Ha chiesto di avere un colloquio con il sostituto della Dda di Catanzaro Annamaria Frustaci per necessità di fare dei chiarimenti, alla presenza anche dei propri difensori, sul processo che lo vede imputato per concorso in omicidio. Il delitto è quello di Maria Chindamo – imprenditrice di Laureana di Borrello sparita nel nulla il sei maggio 2016 – e l’imputato in questione è Salvatore Ascone.
Nel corso dell’udienza di questa mattina il magistrato ha riferito ai giudici della Corte d’Assise di Catanzaro di questa richiesta di colloquio di Ascone il quale ha inviato una lettera anche a Vincenzo Chindamo, fratello di Maria, cercando di perorare la propria causa.
Una richiesta, anche irrituale, che il pm non ha accolto perché la necessità di fare dichiarazioni sul processo – ha spiegato il pm Frustaci – «deve avvenire davanti alla Corte. Ascone può fare spontanee dichiarazioni o esser interrogato in udienza».

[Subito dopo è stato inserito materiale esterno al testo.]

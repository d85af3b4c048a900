use log::{debug, info, warn};
use solana_sdk::{
    program_pack::Pack,
    pubkey::Pubkey,
    signature::{Keypair, Signature},
    signer::Signer,
    transaction::Transaction,
};
use spl_associated_token_account::get_associated_token_address;
use spl_token::state::Account as TokenAccount;

use crate::{
    allocator::{allocate, MemberShare},
    amount::Amount,
    config::RevenueShareConfig,
    constants::{STATE_ACCOUNT_SIZE, TOTAL_SHARE_BPS, WITHDRAWALS_OFFSET},
    errors::{LedgerError, Phase, Result, RevenueShareError, WalletError},
    instructions::{build_initialize_transaction_instructions, build_withdraw, InitializeAccounts},
    ledger::{ConfirmationStatus, Ledger},
    state::{encode, RevenueShareRecord},
    summary::RevenueShareSummary,
    wallet::{Wallet, WalletSession},
};

/// Accounts opened by a confirmed initialize transaction
#[derive(Debug, Clone, Copy, PartialEq, Eq)]
pub struct InitializedAccounts {
    pub state_account: Pubkey,
    pub shared_account: Pubkey,
    pub signature: Signature,
}

/// Reads and writes revenue shares through a [`Ledger`]
///
/// Every call goes to the ledger; nothing is cached between calls.
pub struct RevenueShareClient<L: Ledger> {
    ledger: L,
    config: RevenueShareConfig,
}

impl<L: Ledger> RevenueShareClient<L> {
    pub fn new(ledger: L, config: RevenueShareConfig) -> Self {
        Self { ledger, config }
    }

    pub fn ledger(&self) -> &L {
        &self.ledger
    }

    pub fn config(&self) -> &RevenueShareConfig {
        &self.config
    }

    /// Decoded state record and shared account balance
    pub async fn fetch_state(
        &self,
        state_account: &Pubkey,
        shared_account: &Pubkey,
    ) -> Result<(RevenueShareRecord, Amount)> {
        let data = self
            .ledger
            .account_data(state_account)
            .await?
            .ok_or(RevenueShareError::AccountNotFound(*state_account))?;
        let record = RevenueShareRecord::decode(&data)?;

        let balance = self
            .ledger
            .token_balance(shared_account)
            .await?
            .ok_or(RevenueShareError::AccountNotFound(*shared_account))?;

        Ok((record, Amount::from_hundredths(balance)))
    }

    pub async fn fetch_summary(
        &self,
        state_account: &Pubkey,
        shared_account: &Pubkey,
    ) -> Result<RevenueShareSummary> {
        let (record, balance) = self.fetch_state(state_account, shared_account).await?;
        Ok(RevenueShareSummary::new(&record, balance))
    }

    /// Opens a shared token account and its state account in one transaction
    ///
    /// Returns once the transaction is confirmed and the state account holds the
    /// submitted members and shares.
    pub async fn initialize<W: Wallet>(
        &self,
        session: &WalletSession<W>,
        payees: &[MemberShare],
    ) -> Result<InitializedAccounts> {
        // Phase 1: local validation, nothing touches the network
        let allocation = allocate(
            payees,
            &self.config.platform_account,
            self.config.platform_fee_bps,
        )
        .map_err(|e| RevenueShareError::initialization(Phase::Allocate, e))?;
        let expected_state = encode(allocation.populated_members(), allocation.populated_shares())
            .map_err(|e| RevenueShareError::initialization(Phase::Allocate, e))?;

        let initializer = session
            .identity()
            .map_err(|e| RevenueShareError::initialization(Phase::Prepare, e))?;

        // Phase 2: rent and blockhash
        let shared_keypair = Keypair::new();
        let state_keypair = Keypair::new();

        let prepare = |e: LedgerError| {
            RevenueShareError::initialization(Phase::Prepare, e)
        };
        let shared_account_lamports = self
            .ledger
            .minimum_balance_for_rent_exemption(TokenAccount::LEN)
            .await
            .map_err(prepare)?;
        let state_account_lamports = self
            .ledger
            .minimum_balance_for_rent_exemption(STATE_ACCOUNT_SIZE)
            .await
            .map_err(prepare)?;
        let blockhash = self.ledger.latest_blockhash().await.map_err(prepare)?;

        let accounts = InitializeAccounts {
            initializer,
            shared_account: shared_keypair.pubkey(),
            state_account: state_keypair.pubkey(),
            token_mint: self.config.token_mint,
            shared_account_lamports,
            state_account_lamports,
        };
        let instructions =
            build_initialize_transaction_instructions(self.config.program_id, &accounts, &allocation)
                .map_err(|e| RevenueShareError::initialization(Phase::Prepare, e))?;

        // Phase 3: new accounts sign first, then the wallet
        let mut transaction = Transaction::new_with_payer(&instructions, Some(&initializer));
        transaction
            .try_partial_sign(&[&shared_keypair, &state_keypair], blockhash)
            .map_err(|e| RevenueShareError::initialization(Phase::Sign, WalletError::from(e)))?;
        let transaction = session
            .sign(transaction)
            .await
            .map_err(|e| RevenueShareError::initialization(Phase::Sign, e))?;

        debug!(
            "Initializing revenue share state {} shared {} with shares {:?}",
            accounts.state_account,
            accounts.shared_account,
            allocation.populated_shares()
        );

        // Phase 4: submit and wait
        let signature = self
            .ledger
            .send_transaction(&transaction)
            .await
            .map_err(|e| RevenueShareError::initialization(Phase::Submit, e))?;
        info!("Submitted initialize transaction {}", signature);

        self.await_confirmation(&signature)
            .await
            .map_err(|e| RevenueShareError::initialization(Phase::Confirm, e))?;

        // Phase 5: the state account must hold what was submitted
        self.verify_state(&accounts.state_account, &expected_state)
            .await
            .map_err(|e| RevenueShareError::initialization(Phase::Verify, e))?;

        info!(
            "Revenue share initialized: state {} shared {}",
            accounts.state_account, accounts.shared_account
        );

        Ok(InitializedAccounts {
            state_account: accounts.state_account,
            shared_account: accounts.shared_account,
            signature,
        })
    }

    /// Withdraws `amount` from the shared account to `destination`
    ///
    /// Never retried: after an ambiguous failure the withdrawal may still land.
    pub async fn withdraw<W: Wallet>(
        &self,
        session: &WalletSession<W>,
        state_account: &Pubkey,
        shared_account: &Pubkey,
        amount: Amount,
        destination: &Pubkey,
    ) -> Result<Signature> {
        if amount.is_zero() {
            return Err(RevenueShareError::withdrawal(
                Phase::Prepare,
                RevenueShareError::InvalidAmount(amount.to_string()),
            ));
        }
        let member = session
            .identity()
            .map_err(|e| RevenueShareError::withdrawal(Phase::Prepare, e))?;
        self.check_withdraw_account(destination)
            .await
            .map_err(|e| RevenueShareError::withdrawal(Phase::Prepare, e))?;

        let instruction = build_withdraw(
            self.config.program_id,
            member,
            *state_account,
            *shared_account,
            *destination,
            amount,
        );

        let blockhash = self
            .ledger
            .latest_blockhash()
            .await
            .map_err(|e| RevenueShareError::withdrawal(Phase::Prepare, e))?;
        let mut transaction = Transaction::new_with_payer(&[instruction], Some(&member));
        transaction.message.recent_blockhash = blockhash;

        let transaction = session
            .sign(transaction)
            .await
            .map_err(|e| RevenueShareError::withdrawal(Phase::Sign, e))?;

        let signature = self
            .ledger
            .send_transaction(&transaction)
            .await
            .map_err(|e| RevenueShareError::withdrawal(Phase::Submit, e))?;
        info!(
            "Submitted withdrawal of {} from {} to {}: {}",
            amount, shared_account, destination, signature
        );

        self.await_confirmation(&signature)
            .await
            .map_err(|e| RevenueShareError::withdrawal(Phase::Confirm, e))?;

        Ok(signature)
    }

    /// Default withdraw destination: the owner's associated token account
    pub fn find_withdraw_account(&self, owner: &Pubkey) -> Pubkey {
        get_associated_token_address(owner, &self.config.token_mint)
    }

    /// `owner`'s associated token account, once the ledger shows it exists
    pub async fn fetch_withdraw_account(&self, owner: &Pubkey) -> Result<Pubkey> {
        let address = self.find_withdraw_account(owner);
        self.check_withdraw_account(&address).await?;
        Ok(address)
    }

    /// Destination must be an existing token account of the configured mint
    async fn check_withdraw_account(&self, destination: &Pubkey) -> Result<()> {
        let account = self
            .ledger
            .token_account(destination)
            .await?
            .ok_or(RevenueShareError::AccountNotFound(*destination))?;
        if account.mint != self.config.token_mint {
            return Err(RevenueShareError::MintMismatch {
                account: *destination,
                expected: self.config.token_mint,
                actual: account.mint,
            });
        }
        Ok(())
    }

    /// Polls the signature status until it settles, bounded by the confirmation timeout
    async fn await_confirmation(&self, signature: &Signature) -> Result<()> {
        let timeout = self.config.confirmation_timeout;
        match tokio::time::timeout(timeout, self.poll_until_settled(signature)).await {
            Ok(result) => result,
            Err(_) => {
                warn!("Transaction {} not confirmed after {:?}", signature, timeout);
                Err(RevenueShareError::ConfirmationTimeout {
                    signature: *signature,
                    waited: timeout,
                })
            }
        }
    }

    async fn poll_until_settled(&self, signature: &Signature) -> Result<()> {
        loop {
            match self.ledger.signature_status(signature).await? {
                ConfirmationStatus::Confirmed => {
                    info!("Transaction {} confirmed", signature);
                    return Ok(());
                }
                ConfirmationStatus::Failed(reason) => {
                    warn!("Transaction {} failed: {}", signature, reason);
                    return Err(RevenueShareError::TransactionRejected {
                        signature: *signature,
                        reason,
                    });
                }
                ConfirmationStatus::Pending => {
                    tokio::time::sleep(self.config.confirmation_poll_interval).await;
                }
            }
        }
    }

    async fn verify_state(&self, state_account: &Pubkey, expected: &[u8]) -> Result<()> {
        let data = self
            .ledger
            .account_data(state_account)
            .await?
            .ok_or(RevenueShareError::AccountNotFound(*state_account))?;
        let record = RevenueShareRecord::decode(&data)?;

        // Withdrawals may already have moved; members and shares may not
        if !record.is_initialized || data[..WITHDRAWALS_OFFSET] != expected[..WITHDRAWALS_OFFSET] {
            return Err(RevenueShareError::StateMismatch(*state_account));
        }
        Ok(())
    }
}

/// Amount `identity` can still withdraw
///
/// Everything ever deposited is the current balance plus all past withdrawals;
/// a member is entitled to its share of that, minus what it already took.
/// Floors at zero when the member is already overdrawn.
pub fn max_withdrawable(
    record: &RevenueShareRecord,
    shared_balance: Amount,
    identity: &Pubkey,
) -> Result<Amount> {
    let slot = record
        .slot_of(identity)
        .ok_or(RevenueShareError::UnknownMember(*identity))?;

    let total_deposited = record
        .total_withdrawn()
        .and_then(|withdrawn| withdrawn.checked_add(shared_balance))
        .ok_or(RevenueShareError::MathOverflow)?;

    let entitlement: u64 = (total_deposited.hundredths() as u128)
        .checked_mul(record.shares[slot] as u128)
        .ok_or(RevenueShareError::MathOverflow)?
        .checked_div(TOTAL_SHARE_BPS as u128)
        .ok_or(RevenueShareError::MathOverflow)?
        .try_into()
        .map_err(|_| RevenueShareError::MathOverflow)?;

    Ok(Amount::from_hundredths(entitlement).saturating_sub(record.withdrawals[slot]))
}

Tra le altre cose questa mattina il pm ha anche depositato le annotazioni di un carabiniere su una serie di reperti di natura ematica prelevati sul luogo della scomparsa di Maria Chindamo davanti all’azienda agricola di Limbadi.
Questi reperti sono stati comparati con il sangue dei figli di Maria Chindamo e hanno dato esito positivo.
La Procura ha dato, dunque, risposta ai dubbi sollevati nel corso della precedente udienza da uno dei difensori di Ascone, l’avvocato Salvatore Staiano, il quale aveva chiesto al capitano Alessandro Bui se alcune tracce trovate sul luogo della scomparsa fossero di sangue: «Queste sono macchie di sangue perché lo avete pensato o c'è un'analisi che è stata fatta?… Lei sa se questo è sangue umano?».
Stando alle deposizioni dell’ufficio di Procura, quelle tracce erano di sangue umano, ed era il sangue di Maria Chindamo.

Secondo le indagini dei carabinieri l’imprenditrice è stata «trascinata via» quando era ancora viva.
Del dopo sappiamo ciò che hanno riportato i collaboratori di giustizia: dopo essere stata uccisa l’imprenditrice è stata data in pasto ai maiali. I poveri resti sopravvissuti sono stati mescolati al terreno con la trincia di un trattore.

Tutto questo orrore nascerebbe, ricostruisce la Dda di Catanzaro, per due ragioni: la volontà di vendetta dell’ex suocero di Maria, Vincenzo Punturiero (deceduto), che l’avrebbe ritenuta responsabile del suicidio del figlio, Ferdinando Punturiero, avvenuto l’otto maggio 2015, in seguito alla separazione dalla moglie. Al fatto di sangue, inoltre, avrebbe partecipato Salvatore Ascone, 58 anni, spinto dalla prospettiva di acquisire i terreni di Limbadi della Chindamo, in proprio favore e in favore anche di una costola della famiglia di ‘ndrangheta Mancuso denominata ‘Mbrogghja.